Today’s text, brothers and sisters, is found in Luke 10:30-37. This is one of the most famous passages of Scripture familiar to devout believers, agnostics and people living near 1225 Wilshire Blvd. in Los Angeles, California, alike. Yes, I am referring to the parable of the Good Samaritan. It seems nearly everyone has heard of him – even if they don’t know that Jesus introduced him to the world.
The thing that most people don’t know about the Good Samaritan, except the devout believers who actually study the Bible from time to time, is that Samaritans are extremely unlikely to be neighborly to regular Jews (in Bible times, of course). So when Jesus tells this parable to a group of Jews, he basically pits the neighborliness of a priest and a Levite (two people regular Jews of the time would expect to be good neighbors) against a dreaded Samaritan. And Jesus’s parable shames the Jews listening to him that day with the hypothetical contrast.
What it boils down to, my friends,* is that this unlikely guy that everyone would naturally look down their nose at shows these uppity do-gooders what true neighborliness is. You wanna live like God wants? Okay, look at this Samaritan bum. He will show you what the priest and the Levite won’t!
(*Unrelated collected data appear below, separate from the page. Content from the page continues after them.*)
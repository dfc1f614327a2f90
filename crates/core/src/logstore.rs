//! On-disk store for scraped logs and run reports.

use std::fs;
use std::path::{Path, PathBuf};

use chrono::{DateTime, Local};
use gasprobe_protocol::Report;
use tracing::debug;

use crate::error::{Error, Result};

/// Timestamp layout embedded in every artifact file name.
pub const FILE_TIMESTAMP: &str = "%Y%m%d_%H%M%S";

/// Which run produced a report file.
#[derive(Debug, Clone, Copy, PartialEq, Eq)]
pub enum ReportKind {
	/// Every configured test function.
	Full,
	/// A re-run of a subset.
	Rerun,
	/// Functions invoked through the script-execution API.
	Api,
}

impl ReportKind {
	fn prefix(self) -> &'static str {
		match self {
			ReportKind::Full => "test_report",
			ReportKind::Rerun => "rerun_report",
			ReportKind::Api => "api_report",
		}
	}
}

#[derive(Debug, Clone)]
pub struct LogStore {
	dir: PathBuf,
}

impl LogStore {
	pub fn new(dir: impl Into<PathBuf>) -> Self {
		Self { dir: dir.into() }
	}

	pub fn dir(&self) -> &Path {
		&self.dir
	}

	/// Path for a per-run log file: `run_<function>_<timestamp>.log`.
	pub fn log_path(&self, test_function: &str, at: DateTime<Local>) -> PathBuf {
		self.dir
			.join(format!("run_{}_{}.log", test_function, at.format(FILE_TIMESTAMP)))
	}

	/// Path for a failure screenshot taken while running `test_function`.
	pub fn screenshot_path(&self, label: &str, test_function: &str) -> PathBuf {
		self.dir.join(format!(
			"{}_{}_{}.png",
			label,
			test_function,
			Local::now().format(FILE_TIMESTAMP)
		))
	}

	pub fn report_path(&self, kind: ReportKind, at: DateTime<Local>) -> PathBuf {
		self.dir
			.join(format!("{}_{}.json", kind.prefix(), at.format(FILE_TIMESTAMP)))
	}

	/// Writes scraped log text and returns the file path.
	///
	/// Empty (or whitespace-only) content is refused with [`Error::EmptyLog`].
	pub fn save(&self, test_function: &str, content: &str) -> Result<PathBuf> {
		self.save_at(test_function, content, Local::now())
	}

	pub fn save_at(&self, test_function: &str, content: &str, at: DateTime<Local>) -> Result<PathBuf> {
		if content.trim().is_empty() {
			return Err(Error::EmptyLog {
				test_function: test_function.to_string(),
			});
		}

		fs::create_dir_all(&self.dir)?;
		let path = self.log_path(test_function, at);
		fs::write(&path, content)?;
		debug!(target = "gasprobe", path = %path.display(), bytes = content.len(), "saved log");
		Ok(path)
	}

	/// Writes `report` as pretty JSON and returns the file path.
	pub fn save_report(&self, kind: ReportKind, report: &Report) -> Result<PathBuf> {
		fs::create_dir_all(&self.dir)?;
		let path = self.report_path(kind, report.timestamp);
		fs::write(&path, serde_json::to_string_pretty(report)?)?;
		debug!(target = "gasprobe", path = %path.display(), "saved report");
		Ok(path)
	}

	pub fn read(path: &Path) -> Result<String> {
		Ok(fs::read_to_string(path)?)
	}
}

#[cfg(test)]
mod tests {
	use chrono::TimeZone;
	use gasprobe_protocol::{ReportSource, TestResult};
	use tempfile::TempDir;

	use super::*;

	fn fixed_time() -> DateTime<Local> {
		Local.with_ymd_and_hms(2025, 11, 3, 14, 5, 9).unwrap()
	}

	#[test]
	fn log_file_name_embeds_function_and_timestamp() {
		let tmp = TempDir::new().unwrap();
		let store = LogStore::new(tmp.path().join("logs"));

		let path = store.save_at("testAll", "=== testAll 完了 ===", fixed_time()).unwrap();

		assert_eq!(path.file_name().unwrap(), "run_testAll_20251103_140509.log");
		assert_eq!(fs::read_to_string(&path).unwrap(), "=== testAll 完了 ===");
	}

	#[test]
	fn empty_log_is_refused() {
		let tmp = TempDir::new().unwrap();
		let store = LogStore::new(tmp.path());

		let err = store.save("testAll", "  \n\t").unwrap_err();
		assert!(matches!(err, Error::EmptyLog { .. }));
		assert_eq!(fs::read_dir(tmp.path()).unwrap().count(), 0);
	}

	#[test]
	fn report_keeps_non_ascii_text() {
		let tmp = TempDir::new().unwrap();
		let store = LogStore::new(tmp.path());
		let report = Report::build_at(
			fixed_time(),
			ReportSource::Editor,
			1,
			vec![TestResult::failed("testAll", "関数選択に失敗")],
		);

		let path = store.save_report(ReportKind::Rerun, &report).unwrap();

		assert_eq!(path.file_name().unwrap(), "rerun_report_20251103_140509.json");
		let text = fs::read_to_string(&path).unwrap();
		assert!(text.contains("関数選択に失敗"));
		let back: Report = serde_json::from_str(&text).unwrap();
		assert_eq!(back.summary.failure, 1);
	}
}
And so Jesus tells the story of a guy that gets beat up and left for dead on the side of life’s road. (Actually, it is the road from Jericho into Jerusalem – a religious super highway of the ancient world that is filled with robbers and bad guys who rob unsuspecting travelers.) And so as the guy lay there on the corner of Ave Q and Broadway bleeding and near death (you got to know the Greek to get that out of the text), this priest and later a Levite come by and actually hug the other side of the road, lock the door, roll up the window, and look the other way until the light changes! Then they mash the pedal to the metal, and head off to church!
But the Samaritan comes along and stops to help.
Now you gotta really sharpen up your exegesis to get this, but when the Samaritan stops to help, he wants to make sure that he doesn’t inadvertently cause harm. He has read the book, When Helping Hurts, and so he sure isn’t going to rob this man of his dignity by giving the guy money or actually taking care of his burden FOR him! NO!!! He is too smart for that. “God helps those who help themselves,” he thinks; it’s not actually a verse in the Bible, but he knows it oughta be. He is going to get the guy a job application, thumb through his rolodex and find a number at a nearby shelter where he can get band aids for his sucking chest wound at discounted prices, and buy a sandwich for the guy to ensure the money isn’t used to purchase wine. (The NIV gets that wine part wrong. That’s why they call it the NIV …Needs Improvement Version.) This way the injured guy will retain his dignity and learn to take responsibility for himself.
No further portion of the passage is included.